Step 4: Now we subdivide the vertical line segments and complete Plato’s Divided Line.

Draw a straight slanted line from point b to point e and another from point c to point d (shown in red in Figure 6). The upper one intersects the middle vertical line at point k, the lower one at point h.

Draw two new straight horizontal lines perpendicular to the vertical lines, one to intersect point k and the other to intersect point h. These intersect the original vertical line (ab) at points m and n.

The new diagonals, line be and line cd, create two new “mirrors” that each reflect the entire horizonal line ad onto, respectively, the upper and lower segments of line ab. Since we know that line ad has the same ratio af:df as the original vertical line (bc:ac), we also know the reflections must be proportional.

Therefore, we have subdivided the segments according to the original ratio as specified by Plato. We label the segments, bottom to top, as A, B, C, and D.

Now all we have to do is prove that B=C.

§ §

My first attempt to find a proof didn’t give me the strong result I wanted. It’s not difficult to show B=C in drawings with different sizes and ratios but proving it requires an abstraction as it did for the math above. I’ll get to that proof, but first a small detour…

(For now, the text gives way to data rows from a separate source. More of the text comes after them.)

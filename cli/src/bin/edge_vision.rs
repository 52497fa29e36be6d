use clap::{Parser, builder::PossibleValuesParser};
use color_eyre::eyre::Result;
use edge_vision::{
    BatchRunner, CancelToken, Detector, EdgeConfig, SideBySideViewer, available_methods,
};
use edge_vision_cli::{ConfigFile, DetectorArgs};
use std::path::PathBuf;
use tracing::info;
use tracing_subscriber::{self, EnvFilter};

/// Batch edge detection over a directory of images
#[derive(Parser)]
#[command(author, version, about, long_about = None)]
struct Cli {
    /// Input directory containing images (defaults to the configured input dir)
    #[arg(short, long)]
    input: Option<PathBuf>,
    /// Output directory to store edge maps (defaults to the configured output dir)
    #[arg(short, long)]
    output: Option<PathBuf>,
    /// Edge detection method to apply
    #[arg(short, long, default_value = "canny", value_parser = PossibleValuesParser::new(available_methods()))]
    method: String,
    /// Recursively process subdirectories
    #[arg(short, long)]
    recursive: bool,
    /// Show original and edge images side by side, waiting after each one
    #[arg(long)]
    visualize: bool,
    /// Follow symbolic links while scanning
    #[arg(long)]
    follow_links: bool,
    /// Decode inputs as grayscale
    #[arg(long)]
    gray: bool,
    /// TOML or JSON file with defaults to use instead of the built-in ones
    #[arg(short, long)]
    config: Option<PathBuf>,
    /// Write the per-file results as JSON
    #[arg(long)]
    report: Option<PathBuf>,
    /// Print the JSON schema of the configuration file and exit
    #[arg(long)]
    print_config_schema: bool,
    #[command(flatten)]
    params: DetectorArgs,
}

fn main() -> Result<()> {
    color_eyre::install()?;

    tracing_subscriber::fmt()
        .with_env_filter(
            EnvFilter::try_from_default_env()
                .unwrap_or_else(|_| EnvFilter::new("info"))
        )
        .init();

    let cli = Cli::parse();

    if cli.print_config_schema {
        println!("{}", serde_json::to_string_pretty(&EdgeConfig::schema())?);
        return Ok(());
    }

    let config = match &cli.config {
        Some(path) => {
            info!("Loading configuration from {:?}", path);
            EdgeConfig::from_file(path)?
        }
        None => EdgeConfig::default(),
    };

    let detector = Detector::from_name(&cli.method, &config, &cli.params.overrides())?;
    info!("Detector: {:?}", detector);

    let cancel = CancelToken::new();
    let mut builder = BatchRunner::builder(
        cli.input.unwrap_or_else(|| config.input_dir.clone()),
        cli.output.unwrap_or_else(|| config.output_dir.clone()),
    )
    .detector(detector)
    .recursive(cli.recursive || config.recursive)
    .follow_links(cli.follow_links || config.follow_links)
    .extensions(config.extensions.clone())
    .output_extension(config.output_extension.clone())
    .load_as_gray(cli.gray || config.load_as_gray)
    .with_cancel_token(cancel.clone());

    if cli.visualize {
        builder = builder
            .visualize(true)
            .with_visualizer(SideBySideViewer::new(&config.preview_dir).with_cancel_token(cancel));
    }

    let report = builder.build()?.run()?;
    report.log_summary();

    if let Some(path) = &cli.report {
        report.save_json(path)?;
        info!("📄 Report saved to: {:?}", path);
    }

    Ok(())
}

Below is the second candidate diagram I came up for Tina’s novel (see below for the first candidate):

Plato’s Divided Line potential diagram candidate #2

The goal is showing that the triangles P, Q, and R, are equal to each other. In particular, to show that P=R, because that means t=u (in this early version I labeled the four segments s, t, u, and v, rather than A, B, C, and D).

It’s easy to use a compass to show that the longer lines (the horizonal baselines or the diagonal hypotenuses) are the same length, but we could have done that with the B and C (or t and u) segments. There is some value in having longer lines to minimize error, but nothing here requires the equality.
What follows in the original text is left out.